[Supplied data — start]

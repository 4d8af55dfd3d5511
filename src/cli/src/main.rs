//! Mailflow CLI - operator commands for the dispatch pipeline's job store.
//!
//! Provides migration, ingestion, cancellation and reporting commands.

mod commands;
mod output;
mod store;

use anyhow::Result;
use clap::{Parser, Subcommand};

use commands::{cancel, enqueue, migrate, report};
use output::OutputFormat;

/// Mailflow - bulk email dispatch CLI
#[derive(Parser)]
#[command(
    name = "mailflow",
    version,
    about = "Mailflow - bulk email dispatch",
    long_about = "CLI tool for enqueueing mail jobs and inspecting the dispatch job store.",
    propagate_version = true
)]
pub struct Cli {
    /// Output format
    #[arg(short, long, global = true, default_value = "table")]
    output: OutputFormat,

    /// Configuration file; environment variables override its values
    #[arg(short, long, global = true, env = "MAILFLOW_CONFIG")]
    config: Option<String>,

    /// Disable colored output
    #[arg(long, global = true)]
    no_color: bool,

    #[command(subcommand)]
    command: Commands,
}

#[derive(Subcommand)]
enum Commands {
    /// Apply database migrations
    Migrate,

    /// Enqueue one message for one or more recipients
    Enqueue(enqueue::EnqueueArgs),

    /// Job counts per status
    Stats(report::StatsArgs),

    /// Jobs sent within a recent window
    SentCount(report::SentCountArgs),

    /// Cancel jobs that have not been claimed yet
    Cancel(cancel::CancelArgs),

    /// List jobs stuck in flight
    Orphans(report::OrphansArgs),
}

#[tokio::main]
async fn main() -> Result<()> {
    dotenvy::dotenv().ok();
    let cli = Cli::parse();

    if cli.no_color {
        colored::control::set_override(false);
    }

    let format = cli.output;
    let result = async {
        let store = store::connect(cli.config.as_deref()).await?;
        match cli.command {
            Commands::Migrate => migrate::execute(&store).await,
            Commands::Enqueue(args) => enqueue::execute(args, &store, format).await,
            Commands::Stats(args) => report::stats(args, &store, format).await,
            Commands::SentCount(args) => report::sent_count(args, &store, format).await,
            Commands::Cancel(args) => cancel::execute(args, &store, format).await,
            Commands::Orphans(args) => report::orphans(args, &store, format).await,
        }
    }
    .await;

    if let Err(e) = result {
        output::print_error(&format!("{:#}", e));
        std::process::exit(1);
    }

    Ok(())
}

[Supplied data — finish]
[Supplied data — start]

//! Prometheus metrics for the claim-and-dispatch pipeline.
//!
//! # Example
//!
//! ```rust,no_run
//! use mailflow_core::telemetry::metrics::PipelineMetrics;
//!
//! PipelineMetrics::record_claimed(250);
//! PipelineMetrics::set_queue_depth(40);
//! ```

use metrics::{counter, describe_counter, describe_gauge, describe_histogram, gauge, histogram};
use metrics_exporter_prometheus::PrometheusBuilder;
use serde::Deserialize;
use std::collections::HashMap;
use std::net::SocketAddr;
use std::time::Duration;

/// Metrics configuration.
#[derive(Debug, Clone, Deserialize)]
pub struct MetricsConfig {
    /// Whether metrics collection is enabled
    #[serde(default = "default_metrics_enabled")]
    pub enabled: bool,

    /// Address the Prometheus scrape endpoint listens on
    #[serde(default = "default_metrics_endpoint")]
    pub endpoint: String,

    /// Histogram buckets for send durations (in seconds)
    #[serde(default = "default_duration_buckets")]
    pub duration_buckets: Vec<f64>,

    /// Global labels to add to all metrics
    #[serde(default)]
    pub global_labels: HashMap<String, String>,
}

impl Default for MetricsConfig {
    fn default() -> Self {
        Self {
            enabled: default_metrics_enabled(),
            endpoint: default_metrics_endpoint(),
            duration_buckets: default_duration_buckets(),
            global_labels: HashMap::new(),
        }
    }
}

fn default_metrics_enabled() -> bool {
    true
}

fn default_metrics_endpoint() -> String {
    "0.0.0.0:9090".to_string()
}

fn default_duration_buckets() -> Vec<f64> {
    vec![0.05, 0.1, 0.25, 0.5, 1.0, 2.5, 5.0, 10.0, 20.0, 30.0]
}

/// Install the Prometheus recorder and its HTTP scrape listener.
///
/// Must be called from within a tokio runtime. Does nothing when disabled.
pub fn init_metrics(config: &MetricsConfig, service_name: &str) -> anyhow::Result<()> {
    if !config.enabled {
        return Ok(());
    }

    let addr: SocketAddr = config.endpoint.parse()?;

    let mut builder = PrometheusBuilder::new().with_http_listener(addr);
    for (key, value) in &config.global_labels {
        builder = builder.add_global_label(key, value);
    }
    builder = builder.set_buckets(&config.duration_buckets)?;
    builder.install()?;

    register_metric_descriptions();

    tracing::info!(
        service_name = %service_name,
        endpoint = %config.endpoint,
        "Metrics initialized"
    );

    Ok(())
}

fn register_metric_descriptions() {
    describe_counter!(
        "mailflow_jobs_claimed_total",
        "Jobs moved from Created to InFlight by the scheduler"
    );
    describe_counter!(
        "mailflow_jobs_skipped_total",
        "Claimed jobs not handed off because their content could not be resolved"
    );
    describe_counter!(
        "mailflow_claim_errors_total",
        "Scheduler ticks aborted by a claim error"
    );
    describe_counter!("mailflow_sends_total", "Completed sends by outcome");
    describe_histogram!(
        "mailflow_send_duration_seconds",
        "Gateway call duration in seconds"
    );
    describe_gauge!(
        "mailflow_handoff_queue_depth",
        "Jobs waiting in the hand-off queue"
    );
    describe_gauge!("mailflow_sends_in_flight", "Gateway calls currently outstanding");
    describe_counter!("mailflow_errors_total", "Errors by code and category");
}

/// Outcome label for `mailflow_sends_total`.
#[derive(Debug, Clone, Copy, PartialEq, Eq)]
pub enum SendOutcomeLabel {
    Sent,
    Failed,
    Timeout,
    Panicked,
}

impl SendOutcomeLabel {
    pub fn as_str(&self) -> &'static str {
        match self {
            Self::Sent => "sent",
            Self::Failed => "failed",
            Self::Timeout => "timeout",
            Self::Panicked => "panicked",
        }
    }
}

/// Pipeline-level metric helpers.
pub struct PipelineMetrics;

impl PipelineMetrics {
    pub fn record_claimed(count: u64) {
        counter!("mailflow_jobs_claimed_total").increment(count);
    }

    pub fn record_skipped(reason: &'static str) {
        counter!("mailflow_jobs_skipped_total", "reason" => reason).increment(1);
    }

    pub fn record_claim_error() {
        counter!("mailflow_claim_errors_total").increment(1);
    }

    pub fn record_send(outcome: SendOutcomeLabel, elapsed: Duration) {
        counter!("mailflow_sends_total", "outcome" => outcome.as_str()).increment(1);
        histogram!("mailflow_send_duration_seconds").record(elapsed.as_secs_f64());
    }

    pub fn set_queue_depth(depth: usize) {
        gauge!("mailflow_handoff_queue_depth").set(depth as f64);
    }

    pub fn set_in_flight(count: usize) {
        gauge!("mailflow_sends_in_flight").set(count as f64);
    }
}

[Supplied data — finish]

■ Your assignment:
In the material above, which lines contain "Gateway"? Copy each of them.

■ Result of the exercise:
        "Gateway call duration in seconds"
    describe_gauge!("mailflow_sends_in_flight", "Gateway calls currently outstanding");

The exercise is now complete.